Verrender mentions in the article that this conclusion is backed up by the findings of a provocation study designed by ACEBR. To quote:
At the Australian Centre for Electromagnetic Bioeffects Research, we designed a study to address these criticisms. Interestingly, our results not only aligned with previous studies, but also supported the view that a complex psychological phenomenon, the nocebo effect, could explain the condition. 
What Verrender fails to mention, however, is that this study, which the authors call “ A novel approach”, while having seven investigators, only had three participants!
To say the least, it is a bit novel in science to attempt to use the findings of a provocation study, based on so few participants, and then make such sensational claims.

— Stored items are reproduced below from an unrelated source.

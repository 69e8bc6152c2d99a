//! Axum router construction.
//!
//! Every backend is served under `/llm/{backend}`; a session id created on one backend is
//! unknown to the others.

use std::sync::Arc;

use axum::extract::{Path, State};
use axum::http::StatusCode;
use axum::routing::{get, post};
use axum::{Json, Router};
use parley::{ChatMessage, ChatRequest, ChatResponse, GenerateRequest, SessionId};
use serde_json::{Value, json};

use crate::error::GatewayError;
use crate::state::AppState;

pub fn build(state: Arc<AppState>) -> Router {
    Router::new()
        .route("/health", get(health))
        .route("/llm/{backend}/generate", post(generate))
        .route("/llm/{backend}/chat", post(chat))
        .route("/llm/{backend}/chat/{id}", get(history))
        .route("/llm/{backend}/models", get(models))
        .with_state(state)
}

async fn health(State(state): State<Arc<AppState>>) -> Json<Value> {
    let backends = state
        .backends()
        .into_iter()
        .map(|backend| backend.to_string())
        .collect::<Vec<_>>();
    Json(json!({ "status": "ok", "backends": backends }))
}

async fn generate(
    State(state): State<Arc<AppState>>,
    Path(backend): Path<String>,
    Json(request): Json<GenerateRequest>,
) -> Result<(StatusCode, Json<ChatResponse>), GatewayError> {
    let service = state.service(&backend)?;
    Ok(envelope(service.generate(request).await))
}

async fn chat(
    State(state): State<Arc<AppState>>,
    Path(backend): Path<String>,
    Json(request): Json<ChatRequest>,
) -> Result<(StatusCode, Json<ChatResponse>), GatewayError> {
    let service = state.service(&backend)?;
    Ok(envelope(service.chat(request).await))
}

async fn history(
    State(state): State<Arc<AppState>>,
    Path((backend, id)): Path<(String, String)>,
) -> Result<Json<Vec<ChatMessage>>, GatewayError> {
    let service = state.service(&backend)?;
    let messages = service.history(&SessionId::from(id)).await?;
    if messages.is_empty() {
        return Err(GatewayError::NotFound("chat not found".to_string()));
    }
    Ok(Json(messages))
}

async fn models(
    State(state): State<Arc<AppState>>,
    Path(backend): Path<String>,
) -> Result<Json<Vec<String>>, GatewayError> {
    let service = state.service(&backend)?;
    Ok(Json(service.list_models().await))
}

/// Failed turns still return the envelope, under a status matching the error class.
fn envelope(response: ChatResponse) -> (StatusCode, Json<ChatResponse>) {
    let status = if response.is_completed() {
        StatusCode::OK
    } else if response.is_client_error() {
        StatusCode::BAD_REQUEST
    } else {
        StatusCode::INTERNAL_SERVER_ERROR
    };
    (status, Json(response))
}

#[cfg(test)]
mod tests {
    use std::sync::Mutex;

    use axum::body::Body;
    use axum::http::{Request, header};
    use http_body_util::BodyExt;
    use parley::{
        GatewayRuntime, ModelProvider, ModelRequest, ModelResponse, NoopConversationHooks,
        ProviderError, ProviderFuture, ProviderId, ProviderRegistry, StopReason, TokenUsage,
    };
    use tower::ServiceExt;

    use super::*;

    #[derive(Debug, Default)]
    struct FakeProvider {
        fail_with: Mutex<Option<ProviderError>>,
    }

    impl ModelProvider for FakeProvider {
        fn id(&self) -> ProviderId {
            ProviderId::Ollama
        }

        fn default_model(&self) -> &str {
            "gemma2:2b"
        }

        fn complete<'a>(
            &'a self,
            request: ModelRequest,
        ) -> ProviderFuture<'a, Result<ModelResponse, ProviderError>> {
            Box::pin(async move {
                if let Some(error) = self.fail_with.lock().expect("fail lock").clone() {
                    return Err(error);
                }

                let prompt = request
                    .messages
                    .last()
                    .map(|message| message.content.clone())
                    .unwrap_or_default();
                Ok(ModelResponse {
                    provider: ProviderId::Ollama,
                    model: request.model,
                    content: format!("echo: {prompt}"),
                    stop_reason: StopReason::EndTurn,
                    usage: TokenUsage::default(),
                })
            })
        }

        fn list_models<'a>(&'a self) -> ProviderFuture<'a, Result<Vec<String>, ProviderError>> {
            Box::pin(async { Ok(vec!["gemma2:2b".to_string(), "llama3.2".to_string()]) })
        }
    }

    fn app_with(provider: FakeProvider) -> Router {
        let mut providers = ProviderRegistry::new();
        providers.register(provider);
        let runtime = GatewayRuntime::from_registry(&providers, Arc::new(NoopConversationHooks));
        build(Arc::new(AppState::new(runtime)))
    }

    fn app() -> Router {
        app_with(FakeProvider::default())
    }

    fn post_json(uri: &str, body: Value) -> Request<Body> {
        Request::builder()
            .method("POST")
            .uri(uri)
            .header(header::CONTENT_TYPE, "application/json")
            .body(Body::from(body.to_string()))
            .expect("request")
    }

    fn get_request(uri: &str) -> Request<Body> {
        Request::builder()
            .uri(uri)
            .body(Body::empty())
            .expect("request")
    }

    async fn send(app: Router, request: Request<Body>) -> (StatusCode, Value) {
        let response = app.oneshot(request).await.expect("response");
        let status = response.status();
        let bytes = response
            .into_body()
            .collect()
            .await
            .expect("body")
            .to_bytes();
        let body = serde_json::from_slice(&bytes).unwrap_or(Value::Null);
        (status, body)
    }

    #[tokio::test]
    async fn health_lists_registered_backends() {
        let (status, body) = send(app(), get_request("/health")).await;

        assert_eq!(status, StatusCode::OK);
        assert_eq!(body, json!({ "status": "ok", "backends": ["ollama"] }));
    }

    #[tokio::test]
    async fn generate_returns_completed_envelope() {
        let (status, body) = send(
            app(),
            post_json("/llm/ollama/generate", json!({ "prompt": "hello" })),
        )
        .await;

        assert_eq!(status, StatusCode::OK);
        assert_eq!(body["status"], "Completed");
        assert_eq!(body["model"], "gemma2:2b");
        assert_eq!(body["response"], "echo: hello");
        assert!(body["id"].as_str().is_some_and(|id| !id.is_empty()));
        assert!(body.get("error").is_none());
    }

    #[tokio::test]
    async fn blank_prompt_is_bad_request_with_envelope() {
        let (status, body) = send(
            app(),
            post_json("/llm/ollama/chat", json!({ "id": "abc", "prompt": "  " })),
        )
        .await;

        assert_eq!(status, StatusCode::BAD_REQUEST);
        assert_eq!(body["status"], "Error");
        assert_eq!(body["id"], "abc");
    }

    #[tokio::test]
    async fn backend_failure_is_server_error_with_envelope() {
        let provider = FakeProvider::default();
        *provider.fail_with.lock().expect("fail lock") =
            Some(ProviderError::from_status(503, "model is loading"));

        let (status, body) = send(
            app_with(provider),
            post_json("/llm/ollama/chat", json!({ "id": "abc", "prompt": "hello" })),
        )
        .await;

        assert_eq!(status, StatusCode::INTERNAL_SERVER_ERROR);
        assert_eq!(body["status"], "Error");
        assert!(
            body["error"]
                .as_str()
                .is_some_and(|error| error.contains("model is loading"))
        );
    }

    #[tokio::test]
    async fn chat_history_is_readable_after_a_turn() {
        let app = app();

        let (status, _) = send(
            app.clone(),
            post_json("/llm/ollama/chat", json!({ "id": "abc", "prompt": "hello" })),
        )
        .await;
        assert_eq!(status, StatusCode::OK);

        let (status, body) = send(app, get_request("/llm/ollama/chat/abc")).await;
        assert_eq!(status, StatusCode::OK);

        let messages = body.as_array().expect("history array");
        assert_eq!(messages.len(), 2);
        assert_eq!(messages[0]["role"], "user");
        assert_eq!(messages[0]["content"], "hello");
        assert_eq!(messages[1]["role"], "assistant");
        assert_eq!(messages[1]["content"], "echo: hello");
    }

    #[tokio::test]
    async fn unknown_chat_is_not_found() {
        let (status, body) = send(app(), get_request("/llm/ollama/chat/nobody")).await;

        assert_eq!(status, StatusCode::NOT_FOUND);
        assert_eq!(body, json!({ "error": "chat not found" }));
    }

    #[tokio::test]
    async fn unknown_or_unconfigured_backend_is_not_found() {
        let (status, _) = send(
            app(),
            post_json("/llm/bard/generate", json!({ "prompt": "hello" })),
        )
        .await;
        assert_eq!(status, StatusCode::NOT_FOUND);

        let (status, body) = send(app(), get_request("/llm/openai/models")).await;
        assert_eq!(status, StatusCode::NOT_FOUND);
        assert_eq!(body, json!({ "error": "unknown backend: openai" }));
    }

    #[tokio::test]
    async fn models_lists_backend_models() {
        let (status, body) = send(app(), get_request("/llm/ollama/models")).await;

        assert_eq!(status, StatusCode::OK);
        assert_eq!(body, json!(["gemma2:2b", "llama3.2"]));
    }
}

Researcher Dariusz Leszczynski has criticised the limitations of such studies, perhaps Verrender and colleagues have not yet read Leszczynski’s critique, which is here. And my comments on Leszczynski’s blog here.
Perhaps Mr. Verrender’s research focus is somewhat understandable considering this is the firm viewpoint of his PhD supervisor Dr. Rodney Croft at ACEBR and his study focus is on “neurobiological and psychological determinants of Electromagnetic Hypersensitivity”. In other words, his research has a preordained bias in trying to establish as a scientific fact that any supposedly health effects from wireless devices, from mobile phones, smart meters to 5G and beyond are solely a consequence of needless worry from a worried public led astray by alarmist media hype.
From the various fact sheets being produced by ARPANSA and ACEBR which increasingly reflect this bias, it is a brave politician who dares question the government’s own expert’s opinions, even if those opinions are somewhat disingenuous.